Delete one or more regular files.

It supports the use of wildcards in file names, allowing for deletion of multiple files, however these won't be in a single request as the smbprotocol library does have support yet.

Parameters:

Name	Type	Description	Default
`service_name`	`str`	Contains the name of the shared folder.	required
`path_file_pattern`	`str`	The pathname of the files/subfolders to be deleted, relative to the service_name. Wildcards may be used in th filename component of the path.	required
`delete_matching_folders`	`bool`	If True, delete subfolders that match the path pattern.	`False`
`timeout`	`int`	A timeout for the request. Default is 30s.	`30`

echo ¶

echo(timeout: int = 10) -> NTStatus

Send echo request to SMB server.

Can be used to actively test connectivity to the SMB server.

Parameters:

Name	Type	Description	Default
`timeout`	`int`	The timeout in seconds to wait for the Echo Response, Default is 10.	`10`

Returns:

Type	Description
`NTStatus`	An NTStatus.

get_attributes ¶

get_attributes(
    service_name: str, path: str, timeout: int = 30
) -> SMBFile

Retrieve information about the file at path on the service_name.

Parameters:

Name	Type	Description	Default
`service_name`	`str`	The name of the shared folder for the path.	required
`path`	`str`	Path of the file on the remote server. If the file cannot be opened for reading, an SMBOperationError will be raised.	required
`timeout`	`int`	A timeout for the request. Default is 30s.	`30`

Returns:

Type	Description
`SMBFile`	A SMBFile instance containing the attributes of the file.

list_path ¶

list_path(
    service_name: str,
    path: str,
    pattern: str = "*",
    timeout: int = 30,
    search: int = None,
) -> list[SMBFile]

Retrieve a directory listing of files/folders at path.

Parameters:

Name	Type	Description	Default
`service_name`	`str`	The name of the shared folder for the path.	required
`path`	`str`	Path relative to the service_name to list subfolders/files.	required
`pattern`	`str`	The filter to apply to the results before returning to the client.	`'*'`
`timeout`	`int`	A timeout for the request. Default is 30s.	`30`
`search`	`int`	Allows a search=0xYYY to list files with specific SMBFile attributes.	`None`

Returns:

Type	Description
`list[SMBFile]`	A list of SMBFile instances.

rename ¶

rename(
    service_name: str,
    old_path: str,
    new_path: str,
    timeout: int = 30,
) -> None

Rename a file or folder at old_path to new_path shared at service_name.

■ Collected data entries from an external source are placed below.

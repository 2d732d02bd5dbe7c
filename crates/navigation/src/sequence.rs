/// Identifies one navigation, in the order navigations started.
#[derive(Debug, Copy, Clone, PartialEq, Eq, PartialOrd, Ord, Hash)]
pub struct NavTicket(pub u64);

/// Hands out monotonically increasing tickets so that a response belonging
/// to a superseded navigation can be recognized and dropped.
#[derive(Debug, Default)]
pub struct NavigationSequence {
    latest: u64,
}

impl NavigationSequence {
    pub fn new() -> Self {
        Self::default()
    }

    pub fn begin(&mut self) -> NavTicket {
        self.latest += 1;
        NavTicket(self.latest)
    }

    pub fn latest(&self) -> Option<NavTicket> {
        (self.latest > 0).then_some(NavTicket(self.latest))
    }

    pub fn is_current(&self, ticket: NavTicket) -> bool {
        self.latest() == Some(ticket)
    }
}

#[cfg(test)]
mod tests {
    use super::*;

    #[test]
    fn only_latest_ticket_is_current() {
        let mut seq = NavigationSequence::new();
        assert_eq!(seq.latest(), None);

        let first = seq.begin();
        assert!(seq.is_current(first));

        let second = seq.begin();
        assert!(second > first);
        assert!(!seq.is_current(first));
        assert!(seq.is_current(second));
        assert_eq!(seq.latest(), Some(second));
    }
}
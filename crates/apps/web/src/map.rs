use foundation::{GeoBounds, GeoPlace};
use layers::MapWidget;
use wasm_bindgen::prelude::*;

// The page owns the Google map and exposes it as `window.scripnavMap`; these
// shims keep the marker objects on the JS side.
#[wasm_bindgen(inline_js = "
let __scripnav_markers = [];

function __scripnav_map() {
    if (typeof google === 'undefined' || !window.scripnavMap) return null;
    return window.scripnavMap;
}

export function scripnav_map_clear() {
    for (const marker of __scripnav_markers) {
        marker.setMap(null);
    }
    __scripnav_markers = [];
}

export function scripnav_map_add_marker(name, lat, lng) {
    const map = __scripnav_map();
    if (!map) return false;
    const marker = new google.maps.Marker({
        position: { lat, lng },
        map,
        title: name,
        label: { text: name, className: 'scripnav-label' },
        animation: google.maps.Animation.DROP,
    });
    __scripnav_markers.push(marker);
    return true;
}

export function scripnav_map_fit_bounds(south, west, north, east) {
    const map = __scripnav_map();
    if (!map) return false;
    map.fitBounds(new google.maps.LatLngBounds(
        { lat: south, lng: west },
        { lat: north, lng: east },
    ));
    return true;
}

export function scripnav_map_set_view(lat, lng, zoom) {
    const map = __scripnav_map();
    if (!map) return false;
    map.setCenter({ lat, lng });
    map.setZoom(zoom);
    return true;
}
")]
extern "C" {
    fn scripnav_map_clear();
    fn scripnav_map_add_marker(name: &str, lat: f64, lng: f64) -> bool;
    fn scripnav_map_fit_bounds(south: f64, west: f64, north: f64, east: f64) -> bool;
    fn scripnav_map_set_view(lat: f64, lng: f64, zoom: u32) -> bool;
}

/// Map widget backed by the page's Google map.
#[derive(Debug, Default)]
pub struct JsMap {
    /// Set once a call found no map on the page.
    warned: bool,
}

impl JsMap {
    fn note(&mut self, ok: bool) {
        if !ok && !self.warned {
            self.warned = true;
            web_sys::console::log_1(&JsValue::from_str(
                "map widget unavailable; markers will not be shown",
            ));
        }
    }
}

impl MapWidget for JsMap {
    fn clear_markers(&mut self) {
        scripnav_map_clear();
    }

    fn add_marker(&mut self, place: &GeoPlace) {
        let ok = scripnav_map_add_marker(&place.name, place.latitude, place.longitude);
        self.note(ok);
    }

    fn fit_bounds(&mut self, bounds: GeoBounds) {
        let ok =
            scripnav_map_fit_bounds(bounds.south(), bounds.west(), bounds.north(), bounds.east());
        self.note(ok);
    }

    fn set_view(&mut self, latitude: f64, longitude: f64, zoom: u32) {
        let ok = scripnav_map_set_view(latitude, longitude, zoom);
        self.note(ok);
    }
}
use std::collections::BTreeMap;

use serde::{Deserialize, Serialize};

use crate::CatalogError;

pub type BookId = u32;
pub type VolumeId = u32;

#[derive(Debug, Clone, PartialEq, Eq, Serialize, Deserialize)]
#[serde(rename_all = "camelCase")]
pub struct Book {
    pub id: BookId,
    /// Id of the volume that owns this book.
    pub parent_book_id: VolumeId,
    pub toc_name: String,
    pub grid_name: String,
    /// Zero means the book is a single pseudo-chapter addressed as chapter 0.
    pub num_chapters: u32,
    #[serde(default, skip_serializing_if = "Option::is_none")]
    pub full_name: Option<String>,
}

impl Book {
    /// Heading shown above the chapter grid.
    pub fn display_name(&self) -> &str {
        self.full_name.as_deref().unwrap_or(&self.toc_name)
    }

    /// The chapter a reader lands on when entering the book.
    pub fn first_chapter(&self) -> u32 {
        if self.num_chapters == 0 { 0 } else { 1 }
    }

    /// The last addressable chapter (0 for zero-chapter books).
    pub fn last_chapter(&self) -> u32 {
        self.num_chapters
    }

    pub fn has_chapter(&self, chapter: u32) -> bool {
        if self.num_chapters == 0 {
            chapter == 0
        } else {
            (1..=self.num_chapters).contains(&chapter)
        }
    }
}

#[derive(Debug, Clone, PartialEq, Eq, Serialize, Deserialize)]
#[serde(rename_all = "camelCase")]
pub struct Volume {
    pub id: VolumeId,
    pub full_name: String,
    pub min_book_id: BookId,
    pub max_book_id: BookId,
    /// Filled from the book index when the catalog is built.
    #[serde(default, skip_deserializing)]
    pub books: Vec<Book>,
}

/// The immutable book/volume index for a page session.
#[derive(Debug, Clone, PartialEq, Eq)]
pub struct Catalog {
    books: BTreeMap<BookId, Book>,
    volumes: Vec<Volume>,
}

impl Catalog {
    /// Attaches each volume's book range and validates the result.
    pub fn build(
        books: BTreeMap<BookId, Book>,
        mut volumes: Vec<Volume>,
    ) -> Result<Self, CatalogError> {
        let mut previous: Option<VolumeId> = None;
        for volume in &mut volumes {
            if let Some(prev) = previous
                && volume.id <= prev
            {
                return Err(CatalogError::Corrupt(format!(
                    "volume {} listed after volume {prev}",
                    volume.id
                )));
            }
            if volume.min_book_id > volume.max_book_id {
                return Err(CatalogError::Corrupt(format!(
                    "volume {} has empty book range {}..={}",
                    volume.id, volume.min_book_id, volume.max_book_id
                )));
            }

            volume.books = (volume.min_book_id..=volume.max_book_id)
                .map(|book_id| {
                    books.get(&book_id).cloned().ok_or_else(|| {
                        CatalogError::Corrupt(format!(
                            "volume {} references missing book {book_id}",
                            volume.id
                        ))
                    })
                })
                .collect::<Result<Vec<_>, _>>()?;
            previous = Some(volume.id);
        }

        Ok(Self { books, volumes })
    }

    /// Parses the raw books-index and volumes-list payloads.
    pub fn from_json(books_json: &str, volumes_json: &str) -> Result<Self, CatalogError> {
        let books = serde_json::from_str::<BTreeMap<BookId, Book>>(books_json)
            .map_err(|e| CatalogError::Malformed(format!("books: {e}")))?;
        let volumes = serde_json::from_str::<Vec<Volume>>(volumes_json)
            .map_err(|e| CatalogError::Malformed(format!("volumes: {e}")))?;
        Self::build(books, volumes)
    }

    pub fn volumes(&self) -> &[Volume] {
        &self.volumes
    }

    pub fn volume(&self, id: VolumeId) -> Option<&Volume> {
        self.volumes
            .binary_search_by_key(&id, |v| v.id)
            .ok()
            .map(|idx| &self.volumes[idx])
    }

    pub fn book(&self, id: BookId) -> Option<&Book> {
        self.books.get(&id)
    }

    pub fn volume_for_book(&self, book_id: BookId) -> Option<&Volume> {
        self.book(book_id)
            .and_then(|book| self.volume(book.parent_book_id))
    }

    pub fn book_count(&self) -> usize {
        self.books.len()
    }
}

#[cfg(test)]
pub(crate) mod fixtures {
    pub const BOOKS_JSON: &str = r#"{
        "101": {"id": 101, "parentBookId": 1, "tocName": "Genesis", "gridName": "Gen", "numChapters": 50, "fullName": "The First Book of Moses called Genesis"},
        "102": {"id": 102, "parentBookId": 1, "tocName": "Exodus", "gridName": "Ex", "numChapters": 40},
        "201": {"id": 201, "parentBookId": 2, "tocName": "Title Page", "gridName": "Title", "numChapters": 0},
        "202": {"id": 202, "parentBookId": 2, "tocName": "1 Nephi", "gridName": "1 Ne", "numChapters": 22}
    }"#;

    pub const VOLUMES_JSON: &str = r#"[
        {"id": 1, "fullName": "Old Testament", "minBookId": 101, "maxBookId": 102},
        {"id": 2, "fullName": "Book of Mormon", "minBookId": 201, "maxBookId": 202}
    ]"#;
}
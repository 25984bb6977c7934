//! In-process materialization store backed by DashMap.
//! Per-key entry locking makes the compare-and-set on `built_at` atomic.

use crate::materialization::{Materialization, MaterializationStore};
use async_trait::async_trait;
use campaign_core::types::SegmentId;
use campaign_core::{CampaignError, CampaignResult};
use dashmap::mapref::entry::Entry;
use dashmap::DashMap;
use tracing::debug;

#[derive(Default)]
pub struct LocalMaterializationStore {
    entries: DashMap<SegmentId, Materialization>,
}

impl LocalMaterializationStore {
    pub fn new() -> Self {
        Self::default()
    }

    pub fn len(&self) -> usize {
        self.entries.len()
    }

    pub fn is_empty(&self) -> bool {
        self.entries.is_empty()
    }
}

#[async_trait]
impl MaterializationStore for LocalMaterializationStore {
    async fn persist(&self, segment_id: SegmentId, materialization: Materialization) -> CampaignResult<()> {
        match self.entries.entry(segment_id) {
            Entry::Occupied(mut entry) => {
                let stored = *entry.get();
                if materialization.built_at <= stored.built_at {
                    metrics::counter!("materialization.stale_writes").increment(1);
                    return Err(CampaignError::StaleBuild {
                        segment_id,
                        attempted_ms: materialization.built_at_ms(),
                        stored_ms: stored.built_at_ms(),
                    });
                }
                entry.insert(materialization);
            }
            Entry::Vacant(entry) => {
                entry.insert(materialization);
            }
        }
        debug!(
            segment_id,
            match_count = materialization.match_count,
            "Materialization persisted"
        );
        Ok(())
    }

    async fn read(&self, segment_id: SegmentId) -> CampaignResult<Option<Materialization>> {
        Ok(self.entries.get(&segment_id).map(|entry| *entry.value()))
    }

    async fn discard(&self, segment_id: SegmentId) -> CampaignResult<()> {
        self.entries.remove(&segment_id);
        Ok(())
    }

    fn backend_name(&self) -> &'static str {
        "local"
    }
}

Note: that this method cannot be used to rename file/folder across different shared folders.

Parameters:

Name	Type	Description	Default
`service_name`	`str`	The name of the shared folder for the path.	required
`old_path`	`str`	The path of the folder/file to rename.	required
`new_path`	`str`	The new path of the file or folder.	required
`timeout`	`int`	A timeout for the request. Default is 30s.	`30`

retrieve_file ¶

retrieve_file(
    service_name: str,
    path: str,
    file_obj: BinaryIO,
    timeout: int = 30,
    **kwargs
) -> tuple[int, int]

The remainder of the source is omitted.